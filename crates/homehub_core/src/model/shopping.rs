//! Stores and the shopping-list items that belong to them.
//!
//! # Invariants
//! - Every `ShoppingItem.store_id` points at an existing `Store`; the
//!   service layer checks this before insert, storage does not.
//! - Store names are unique case-insensitively only at creation time.

use crate::model::record::{require_text, Collection, Record, RecordId, RecordValidationError};
use serde::{Deserialize, Serialize};

/// A place to shop; owns one shopping list.
#[derive(Debug, Clone, PartialEq, Eq, Serialize, Deserialize)]
pub struct Store {
    #[serde(default, skip_serializing_if = "Option::is_none")]
    pub id: Option<RecordId>,
    pub name: String,
}

impl Store {
    pub fn new(name: impl Into<String>) -> Self {
        Self {
            id: None,
            name: name.into(),
        }
    }

    /// Case-insensitive name comparison used for lookup-before-insert.
    pub fn has_name(&self, name: &str) -> bool {
        self.name.to_lowercase() == name.to_lowercase()
    }
}

impl Record for Store {
    const COLLECTION: Collection = Collection::Stores;

    fn id(&self) -> Option<RecordId> {
        self.id
    }

    fn set_id(&mut self, id: RecordId) {
        self.id = Some(id);
    }

    fn validate(&self) -> Result<(), RecordValidationError> {
        require_text(Self::COLLECTION, "name", &self.name)
    }
}

/// One line on a store's shopping list.
#[derive(Debug, Clone, PartialEq, Eq, Serialize, Deserialize)]
#[serde(rename_all = "camelCase")]
pub struct ShoppingItem {
    #[serde(default, skip_serializing_if = "Option::is_none")]
    pub id: Option<RecordId>,
    pub store_id: RecordId,
    pub name: String,
    #[serde(default)]
    pub completed: bool,
}

impl ShoppingItem {
    /// Creates an unsaved, not-yet-completed item.
    pub fn new(store_id: RecordId, name: impl Into<String>) -> Self {
        Self {
            id: None,
            store_id,
            name: name.into(),
            completed: false,
        }
    }
}

impl Record for ShoppingItem {
    const COLLECTION: Collection = Collection::ShoppingLists;

    fn id(&self) -> Option<RecordId> {
        self.id
    }

    fn set_id(&mut self, id: RecordId) {
        self.id = Some(id);
    }

    fn validate(&self) -> Result<(), RecordValidationError> {
        require_text(Self::COLLECTION, "name", &self.name)
    }
}
//! Journal entry model.
//!
//! # Invariants
//! - `date` is stamped by the service at every save, overwriting any
//!   previous value. Callers never choose it.

use crate::model::record::{require_text, Collection, Record, RecordId, RecordValidationError};
use chrono::NaiveDate;
use serde::{Deserialize, Serialize};

#[derive(Debug, Clone, PartialEq, Eq, Serialize, Deserialize)]
pub struct JournalEntry {
    #[serde(default, skip_serializing_if = "Option::is_none")]
    pub id: Option<RecordId>,
    pub date: NaiveDate,
    pub title: String,
    #[serde(default)]
    pub content: String,
}

impl JournalEntry {
    pub fn new(date: NaiveDate, title: impl Into<String>, content: impl Into<String>) -> Self {
        Self {
            id: None,
            date,
            title: title.into(),
            content: content.into(),
        }
    }
}

impl Record for JournalEntry {
    const COLLECTION: Collection = Collection::JournalEntries;

    fn id(&self) -> Option<RecordId> {
        self.id
    }

    fn set_id(&mut self, id: RecordId) {
        self.id = Some(id);
    }

    fn validate(&self) -> Result<(), RecordValidationError> {
        require_text(Self::COLLECTION, "title", &self.title)
    }
}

----

*About this task*:
Go through the data and retype all of it exactly.

*Finished task*:
filename crates/homehub_core/src/model/shopping.rs
//! Stores and the shopping-list items that belong to them.
//!
//! # Invariants
//! - Every `ShoppingItem.store_id` points at an existing `Store`; the
//!   service layer checks this before insert, storage does not.
//! - Store names are unique case-insensitively only at creation time.

use crate::model::record::{require_text, Collection, Record, RecordId, RecordValidationError};
use serde::{Deserialize, Serialize};

/// A place to shop; owns one shopping list.
#[derive(Debug, Clone, PartialEq, Eq, Serialize, Deserialize)]
pub struct Store {
    #[serde(default, skip_serializing_if = "Option::is_none")]
    pub id: Option<RecordId>,
    pub name: String,
}

impl Store {
    pub fn new(name: impl Into<String>) -> Self {
        Self {
            id: None,
            name: name.into(),
        }
    }

    /// Case-insensitive name comparison used for lookup-before-insert.
    pub fn has_name(&self, name: &str) -> bool {
        self.name.to_lowercase() == name.to_lowercase()
    }
}

impl Record for Store {
    const COLLECTION: Collection = Collection::Stores;

    fn id(&self) -> Option<RecordId> {
        self.id
    }

    fn set_id(&mut self, id: RecordId) {
        self.id = Some(id);
    }

    fn validate(&self) -> Result<(), RecordValidationError> {
        require_text(Self::COLLECTION, "name", &self.name)
    }
}

/// One line on a store's shopping list.
#[derive(Debug, Clone, PartialEq, Eq, Serialize, Deserialize)]
#[serde(rename_all = "camelCase")]
pub struct ShoppingItem {
    #[serde(default, skip_serializing_if = "Option::is_none")]
    pub id: Option<RecordId>,
    pub store_id: RecordId,
    pub name: String,
    #[serde(default)]
    pub completed: bool,
}

impl ShoppingItem {
    /// Creates an unsaved, not-yet-completed item.
    pub fn new(store_id: RecordId, name: impl Into<String>) -> Self {
        Self {
            id: None,
            store_id,
            name: name.into(),
            completed: false,
        }
    }
}

impl Record for ShoppingItem {
    const COLLECTION: Collection = Collection::ShoppingLists;

    fn id(&self) -> Option<RecordId> {
        self.id
    }

    fn set_id(&mut self, id: RecordId) {
        self.id = Some(id);
    }

    fn validate(&self) -> Result<(), RecordValidationError> {
        require_text(Self::COLLECTION, "name", &self.name)
    }
}
//! Journal entry model.
//!
//! # Invariants
//! - `date` is stamped by the service at every save, overwriting any
//!   previous value. Callers never choose it.

use crate::model::record::{require_text, Collection, Record, RecordId, RecordValidationError};
use chrono::NaiveDate;
use serde::{Deserialize, Serialize};

#[derive(Debug, Clone, PartialEq, Eq, Serialize, Deserialize)]
pub struct JournalEntry {
    #[serde(default, skip_serializing_if = "Option::is_none")]
    pub id: Option<RecordId>,
    pub date: NaiveDate,
    pub title: String,
    #[serde(default)]
    pub content: String,
}

impl JournalEntry {
    pub fn new(date: NaiveDate, title: impl Into<String>, content: impl Into<String>) -> Self {
        Self {
            id: None,
            date,
            title: title.into(),
            content: content.into(),
        }
    }
}

impl Record for JournalEntry {
    const COLLECTION: Collection = Collection::JournalEntries;

    fn id(&self) -> Option<RecordId> {
        self.id
    }

    fn set_id(&mut self, id: RecordId) {
        self.id = Some(id);
    }

    fn validate(&self) -> Result<(), RecordValidationError> {
        require_text(Self::COLLECTION, "title", &self.title)
    }
}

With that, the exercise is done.